Your task: From the entries that follow, copy exactly the lines beginning at the line holding "process-unique Q&A id." and continuing through the line holding "Immutable once stored.".
[Start of Attachment]
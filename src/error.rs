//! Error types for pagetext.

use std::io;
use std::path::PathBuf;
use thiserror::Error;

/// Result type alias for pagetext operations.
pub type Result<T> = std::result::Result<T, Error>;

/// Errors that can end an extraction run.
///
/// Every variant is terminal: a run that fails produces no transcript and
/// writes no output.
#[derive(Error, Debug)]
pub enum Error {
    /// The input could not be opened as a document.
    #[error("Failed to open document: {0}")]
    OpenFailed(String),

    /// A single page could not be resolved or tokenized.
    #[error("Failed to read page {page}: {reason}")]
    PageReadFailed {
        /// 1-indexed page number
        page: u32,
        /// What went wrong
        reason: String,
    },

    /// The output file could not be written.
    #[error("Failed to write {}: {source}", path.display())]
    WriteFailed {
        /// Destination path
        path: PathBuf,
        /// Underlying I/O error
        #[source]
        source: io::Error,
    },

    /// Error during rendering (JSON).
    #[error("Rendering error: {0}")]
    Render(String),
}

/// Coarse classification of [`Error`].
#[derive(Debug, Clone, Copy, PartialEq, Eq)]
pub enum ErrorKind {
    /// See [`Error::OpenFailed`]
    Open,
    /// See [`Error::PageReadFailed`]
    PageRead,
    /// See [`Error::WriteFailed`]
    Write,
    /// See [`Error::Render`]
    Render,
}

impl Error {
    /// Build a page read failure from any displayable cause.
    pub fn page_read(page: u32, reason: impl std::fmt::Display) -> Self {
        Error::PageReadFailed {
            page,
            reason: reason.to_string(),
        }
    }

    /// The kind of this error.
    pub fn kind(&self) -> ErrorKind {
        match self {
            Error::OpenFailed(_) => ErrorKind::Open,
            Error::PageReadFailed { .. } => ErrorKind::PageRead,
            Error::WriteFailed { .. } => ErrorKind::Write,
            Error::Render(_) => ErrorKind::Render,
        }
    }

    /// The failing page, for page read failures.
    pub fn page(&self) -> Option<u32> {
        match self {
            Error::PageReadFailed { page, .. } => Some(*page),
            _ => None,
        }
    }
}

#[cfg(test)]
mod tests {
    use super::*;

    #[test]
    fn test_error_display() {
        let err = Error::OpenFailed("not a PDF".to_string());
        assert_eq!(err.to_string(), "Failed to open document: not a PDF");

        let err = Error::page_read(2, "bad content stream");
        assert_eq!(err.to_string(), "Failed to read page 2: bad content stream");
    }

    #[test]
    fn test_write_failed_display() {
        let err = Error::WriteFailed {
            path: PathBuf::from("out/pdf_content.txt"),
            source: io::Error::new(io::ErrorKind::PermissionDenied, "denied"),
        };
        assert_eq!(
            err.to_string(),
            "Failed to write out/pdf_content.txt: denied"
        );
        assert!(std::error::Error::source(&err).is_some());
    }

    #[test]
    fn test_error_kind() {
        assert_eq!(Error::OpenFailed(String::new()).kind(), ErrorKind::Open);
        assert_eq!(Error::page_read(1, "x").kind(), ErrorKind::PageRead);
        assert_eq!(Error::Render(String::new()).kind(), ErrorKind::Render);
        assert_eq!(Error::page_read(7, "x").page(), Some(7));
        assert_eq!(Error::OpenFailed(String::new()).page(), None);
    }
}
[End of Attachment]
[Start of Attachment]
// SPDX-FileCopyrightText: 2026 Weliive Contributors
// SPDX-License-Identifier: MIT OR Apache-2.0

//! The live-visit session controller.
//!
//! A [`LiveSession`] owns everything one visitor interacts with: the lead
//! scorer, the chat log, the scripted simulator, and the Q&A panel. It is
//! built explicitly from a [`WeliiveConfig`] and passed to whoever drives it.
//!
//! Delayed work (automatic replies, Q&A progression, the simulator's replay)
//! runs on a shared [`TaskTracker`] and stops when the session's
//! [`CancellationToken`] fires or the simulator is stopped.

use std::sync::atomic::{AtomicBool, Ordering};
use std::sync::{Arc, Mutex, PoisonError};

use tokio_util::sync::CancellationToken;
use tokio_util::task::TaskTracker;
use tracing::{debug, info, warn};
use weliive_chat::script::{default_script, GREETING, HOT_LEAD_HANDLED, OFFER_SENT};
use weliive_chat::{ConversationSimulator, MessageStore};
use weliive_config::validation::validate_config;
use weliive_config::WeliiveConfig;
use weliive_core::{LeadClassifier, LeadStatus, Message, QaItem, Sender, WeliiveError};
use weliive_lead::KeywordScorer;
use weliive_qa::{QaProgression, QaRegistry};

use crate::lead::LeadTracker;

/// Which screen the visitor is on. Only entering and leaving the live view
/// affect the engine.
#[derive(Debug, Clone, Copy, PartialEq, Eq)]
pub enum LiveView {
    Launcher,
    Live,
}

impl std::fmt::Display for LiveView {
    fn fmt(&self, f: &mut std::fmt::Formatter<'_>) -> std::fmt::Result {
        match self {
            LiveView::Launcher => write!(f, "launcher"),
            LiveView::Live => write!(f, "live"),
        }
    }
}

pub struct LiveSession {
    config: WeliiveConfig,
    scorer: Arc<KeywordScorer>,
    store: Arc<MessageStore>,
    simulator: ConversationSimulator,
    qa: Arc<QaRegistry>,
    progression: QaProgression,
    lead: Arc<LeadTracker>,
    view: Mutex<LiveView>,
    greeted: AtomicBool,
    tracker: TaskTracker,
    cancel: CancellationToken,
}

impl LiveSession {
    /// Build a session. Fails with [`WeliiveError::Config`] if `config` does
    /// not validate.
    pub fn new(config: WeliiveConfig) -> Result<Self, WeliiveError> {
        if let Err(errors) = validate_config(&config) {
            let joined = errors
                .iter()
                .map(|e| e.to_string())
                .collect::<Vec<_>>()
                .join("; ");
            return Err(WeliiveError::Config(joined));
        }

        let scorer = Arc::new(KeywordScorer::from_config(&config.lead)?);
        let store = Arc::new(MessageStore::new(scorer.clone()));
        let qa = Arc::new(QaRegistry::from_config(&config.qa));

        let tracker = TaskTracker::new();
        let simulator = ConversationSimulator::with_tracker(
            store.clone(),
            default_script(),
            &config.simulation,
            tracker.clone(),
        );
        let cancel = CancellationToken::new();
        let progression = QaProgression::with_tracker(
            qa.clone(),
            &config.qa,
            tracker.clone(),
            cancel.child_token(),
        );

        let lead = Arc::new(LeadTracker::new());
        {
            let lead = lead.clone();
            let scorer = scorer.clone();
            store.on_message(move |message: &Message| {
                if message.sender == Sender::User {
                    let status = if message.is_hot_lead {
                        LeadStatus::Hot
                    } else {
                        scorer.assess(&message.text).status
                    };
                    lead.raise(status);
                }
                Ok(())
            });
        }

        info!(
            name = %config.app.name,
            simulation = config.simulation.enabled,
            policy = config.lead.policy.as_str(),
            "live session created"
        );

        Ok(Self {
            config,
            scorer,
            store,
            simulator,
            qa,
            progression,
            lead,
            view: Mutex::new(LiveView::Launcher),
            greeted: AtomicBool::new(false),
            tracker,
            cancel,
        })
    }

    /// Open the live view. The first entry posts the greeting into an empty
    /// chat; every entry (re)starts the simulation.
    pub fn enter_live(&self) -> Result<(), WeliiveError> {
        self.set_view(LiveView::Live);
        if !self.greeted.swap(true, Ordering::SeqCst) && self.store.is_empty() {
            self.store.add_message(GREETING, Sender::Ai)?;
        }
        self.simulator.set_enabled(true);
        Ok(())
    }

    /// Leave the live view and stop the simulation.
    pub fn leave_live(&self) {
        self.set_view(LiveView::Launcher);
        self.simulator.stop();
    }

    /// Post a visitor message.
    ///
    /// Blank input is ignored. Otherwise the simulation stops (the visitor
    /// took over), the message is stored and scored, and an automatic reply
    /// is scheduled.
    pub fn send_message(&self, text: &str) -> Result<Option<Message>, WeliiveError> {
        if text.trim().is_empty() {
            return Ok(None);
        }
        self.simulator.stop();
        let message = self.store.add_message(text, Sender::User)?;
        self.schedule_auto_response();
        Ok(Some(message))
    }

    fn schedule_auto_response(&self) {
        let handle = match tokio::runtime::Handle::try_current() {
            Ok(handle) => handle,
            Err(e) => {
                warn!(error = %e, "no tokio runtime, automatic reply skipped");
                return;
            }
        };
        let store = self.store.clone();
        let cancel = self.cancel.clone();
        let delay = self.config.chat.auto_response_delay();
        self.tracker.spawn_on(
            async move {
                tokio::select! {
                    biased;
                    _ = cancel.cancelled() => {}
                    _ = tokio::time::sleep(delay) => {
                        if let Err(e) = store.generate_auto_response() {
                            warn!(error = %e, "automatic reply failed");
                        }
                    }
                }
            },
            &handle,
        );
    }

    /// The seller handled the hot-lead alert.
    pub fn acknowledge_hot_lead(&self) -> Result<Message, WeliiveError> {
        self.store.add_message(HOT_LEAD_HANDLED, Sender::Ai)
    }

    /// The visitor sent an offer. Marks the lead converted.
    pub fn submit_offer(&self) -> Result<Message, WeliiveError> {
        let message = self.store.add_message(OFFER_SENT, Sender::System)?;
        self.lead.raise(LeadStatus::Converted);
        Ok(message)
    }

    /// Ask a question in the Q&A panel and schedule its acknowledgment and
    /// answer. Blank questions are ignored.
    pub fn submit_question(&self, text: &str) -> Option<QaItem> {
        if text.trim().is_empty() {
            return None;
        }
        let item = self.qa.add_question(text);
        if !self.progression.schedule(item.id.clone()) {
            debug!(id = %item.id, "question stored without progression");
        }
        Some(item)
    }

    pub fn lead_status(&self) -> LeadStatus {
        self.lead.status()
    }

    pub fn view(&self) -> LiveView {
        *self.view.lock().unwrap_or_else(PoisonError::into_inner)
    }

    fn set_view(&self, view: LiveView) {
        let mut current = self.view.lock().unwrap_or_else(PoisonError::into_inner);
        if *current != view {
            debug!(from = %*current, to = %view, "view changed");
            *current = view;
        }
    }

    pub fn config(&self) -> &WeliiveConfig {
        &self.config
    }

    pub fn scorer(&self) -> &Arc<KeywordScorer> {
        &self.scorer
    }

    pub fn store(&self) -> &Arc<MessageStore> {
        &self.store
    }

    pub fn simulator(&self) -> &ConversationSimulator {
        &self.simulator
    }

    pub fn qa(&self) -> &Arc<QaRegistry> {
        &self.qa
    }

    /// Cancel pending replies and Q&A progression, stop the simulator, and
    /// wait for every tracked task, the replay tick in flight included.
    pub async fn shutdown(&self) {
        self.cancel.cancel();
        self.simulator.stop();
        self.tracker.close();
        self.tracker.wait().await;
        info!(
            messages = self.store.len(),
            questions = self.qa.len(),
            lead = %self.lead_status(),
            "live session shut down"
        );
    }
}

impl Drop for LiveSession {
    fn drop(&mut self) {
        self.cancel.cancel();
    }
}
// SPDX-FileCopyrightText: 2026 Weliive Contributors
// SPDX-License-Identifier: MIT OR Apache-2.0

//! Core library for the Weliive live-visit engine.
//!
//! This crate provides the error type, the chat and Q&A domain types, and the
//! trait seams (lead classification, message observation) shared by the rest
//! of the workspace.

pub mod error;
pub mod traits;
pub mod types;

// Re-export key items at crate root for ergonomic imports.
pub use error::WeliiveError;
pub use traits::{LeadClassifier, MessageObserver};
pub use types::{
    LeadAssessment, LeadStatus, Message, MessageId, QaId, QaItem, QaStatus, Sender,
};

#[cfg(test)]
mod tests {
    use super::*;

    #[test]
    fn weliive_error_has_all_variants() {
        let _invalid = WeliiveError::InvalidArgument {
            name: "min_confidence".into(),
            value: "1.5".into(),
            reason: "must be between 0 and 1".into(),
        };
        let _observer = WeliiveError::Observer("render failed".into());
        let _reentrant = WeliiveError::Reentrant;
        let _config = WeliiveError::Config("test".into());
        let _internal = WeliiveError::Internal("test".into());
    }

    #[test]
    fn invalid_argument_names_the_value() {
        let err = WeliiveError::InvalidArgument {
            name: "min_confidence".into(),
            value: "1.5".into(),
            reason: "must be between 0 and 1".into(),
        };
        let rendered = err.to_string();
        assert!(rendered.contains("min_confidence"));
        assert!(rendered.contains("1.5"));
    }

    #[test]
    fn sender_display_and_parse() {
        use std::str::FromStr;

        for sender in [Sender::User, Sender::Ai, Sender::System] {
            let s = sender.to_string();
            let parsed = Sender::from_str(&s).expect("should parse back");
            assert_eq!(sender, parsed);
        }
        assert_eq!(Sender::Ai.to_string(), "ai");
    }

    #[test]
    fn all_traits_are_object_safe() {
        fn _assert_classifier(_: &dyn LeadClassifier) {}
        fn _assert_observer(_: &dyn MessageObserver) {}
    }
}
[End of Attachment]
[Start of Attachment]
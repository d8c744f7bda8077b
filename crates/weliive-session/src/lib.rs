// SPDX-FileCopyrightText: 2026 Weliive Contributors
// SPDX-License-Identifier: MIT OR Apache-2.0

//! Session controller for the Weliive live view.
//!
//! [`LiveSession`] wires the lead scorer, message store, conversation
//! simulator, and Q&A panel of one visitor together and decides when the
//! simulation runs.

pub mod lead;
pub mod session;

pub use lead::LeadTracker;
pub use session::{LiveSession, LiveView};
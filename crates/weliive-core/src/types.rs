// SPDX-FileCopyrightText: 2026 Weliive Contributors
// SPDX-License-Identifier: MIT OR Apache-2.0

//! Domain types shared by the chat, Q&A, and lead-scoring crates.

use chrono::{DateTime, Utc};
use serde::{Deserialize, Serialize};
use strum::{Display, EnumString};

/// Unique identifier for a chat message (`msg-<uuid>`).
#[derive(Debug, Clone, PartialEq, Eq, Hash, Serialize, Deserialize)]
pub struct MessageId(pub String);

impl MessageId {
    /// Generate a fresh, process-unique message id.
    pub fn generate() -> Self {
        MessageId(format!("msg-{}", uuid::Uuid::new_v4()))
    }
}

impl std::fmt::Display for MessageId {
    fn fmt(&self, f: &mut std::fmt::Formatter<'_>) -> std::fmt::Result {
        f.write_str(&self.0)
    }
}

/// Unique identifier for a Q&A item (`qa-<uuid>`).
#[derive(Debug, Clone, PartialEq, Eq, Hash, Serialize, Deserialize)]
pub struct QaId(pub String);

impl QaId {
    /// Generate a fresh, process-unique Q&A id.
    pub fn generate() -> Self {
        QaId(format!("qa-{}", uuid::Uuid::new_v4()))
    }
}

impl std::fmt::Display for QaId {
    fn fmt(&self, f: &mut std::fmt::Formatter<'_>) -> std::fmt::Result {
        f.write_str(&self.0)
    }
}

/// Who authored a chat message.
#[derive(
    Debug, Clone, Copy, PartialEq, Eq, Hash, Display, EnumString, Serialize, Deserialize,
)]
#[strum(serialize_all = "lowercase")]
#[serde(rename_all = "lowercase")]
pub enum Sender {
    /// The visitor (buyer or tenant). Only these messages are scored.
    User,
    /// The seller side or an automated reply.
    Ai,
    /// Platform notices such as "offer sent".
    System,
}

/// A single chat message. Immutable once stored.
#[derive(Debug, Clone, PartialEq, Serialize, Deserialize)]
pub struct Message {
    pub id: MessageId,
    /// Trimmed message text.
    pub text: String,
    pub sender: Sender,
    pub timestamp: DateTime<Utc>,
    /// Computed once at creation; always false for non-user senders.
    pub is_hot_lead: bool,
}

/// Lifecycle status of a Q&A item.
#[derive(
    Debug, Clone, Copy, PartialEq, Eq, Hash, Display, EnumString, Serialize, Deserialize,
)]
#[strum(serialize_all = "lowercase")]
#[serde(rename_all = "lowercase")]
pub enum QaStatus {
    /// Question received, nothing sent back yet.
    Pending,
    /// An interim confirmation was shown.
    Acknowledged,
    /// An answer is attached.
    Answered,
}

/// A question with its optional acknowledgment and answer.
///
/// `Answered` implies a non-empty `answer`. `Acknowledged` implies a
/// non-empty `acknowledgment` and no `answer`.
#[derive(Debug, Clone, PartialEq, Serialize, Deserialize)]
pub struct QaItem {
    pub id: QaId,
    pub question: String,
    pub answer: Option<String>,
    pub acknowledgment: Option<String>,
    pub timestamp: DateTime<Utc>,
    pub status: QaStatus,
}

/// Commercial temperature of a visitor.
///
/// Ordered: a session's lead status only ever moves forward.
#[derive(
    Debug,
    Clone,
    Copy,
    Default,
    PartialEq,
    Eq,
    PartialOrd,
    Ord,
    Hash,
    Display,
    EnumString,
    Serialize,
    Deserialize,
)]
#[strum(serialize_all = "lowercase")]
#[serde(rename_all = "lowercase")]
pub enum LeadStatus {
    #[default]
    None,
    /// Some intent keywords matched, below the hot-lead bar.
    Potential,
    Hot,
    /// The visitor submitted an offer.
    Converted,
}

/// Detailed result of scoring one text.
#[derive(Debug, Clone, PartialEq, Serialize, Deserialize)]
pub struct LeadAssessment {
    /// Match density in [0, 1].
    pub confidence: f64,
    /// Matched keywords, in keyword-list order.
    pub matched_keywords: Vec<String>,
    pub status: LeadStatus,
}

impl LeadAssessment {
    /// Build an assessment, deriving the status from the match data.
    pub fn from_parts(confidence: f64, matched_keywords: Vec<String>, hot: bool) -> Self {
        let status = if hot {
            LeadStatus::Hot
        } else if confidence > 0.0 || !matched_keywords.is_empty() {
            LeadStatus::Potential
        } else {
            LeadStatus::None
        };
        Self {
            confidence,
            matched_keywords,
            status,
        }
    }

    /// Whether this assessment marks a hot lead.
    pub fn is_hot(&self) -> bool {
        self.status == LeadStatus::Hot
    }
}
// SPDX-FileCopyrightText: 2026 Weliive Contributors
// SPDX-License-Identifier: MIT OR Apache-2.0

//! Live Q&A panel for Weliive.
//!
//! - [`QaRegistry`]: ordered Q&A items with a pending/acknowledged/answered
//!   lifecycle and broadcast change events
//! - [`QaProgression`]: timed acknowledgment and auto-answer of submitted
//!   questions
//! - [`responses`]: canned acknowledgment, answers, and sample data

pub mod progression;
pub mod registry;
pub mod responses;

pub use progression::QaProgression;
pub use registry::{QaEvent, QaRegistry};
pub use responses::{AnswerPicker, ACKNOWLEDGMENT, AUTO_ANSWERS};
[End of Attachment]
Your solution:
    /// Generate a fresh, process-unique Q&A id.
    pub fn generate() -> Self {
        QaId(format!("qa-{}", uuid::Uuid::new_v4()))
    }
}

impl std::fmt::Display for QaId {
    fn fmt(&self, f: &mut std::fmt::Formatter<'_>) -> std::fmt::Result {
        f.write_str(&self.0)
    }
}

/// Who authored a chat message.
#[derive(
    Debug, Clone, Copy, PartialEq, Eq, Hash, Display, EnumString, Serialize, Deserialize,
)]
#[strum(serialize_all = "lowercase")]
#[serde(rename_all = "lowercase")]
pub enum Sender {
    /// The visitor (buyer or tenant). Only these messages are scored.
    User,
    /// The seller side or an automated reply.
    Ai,
    /// Platform notices such as "offer sent".
    System,
}

/// A single chat message. Immutable once stored.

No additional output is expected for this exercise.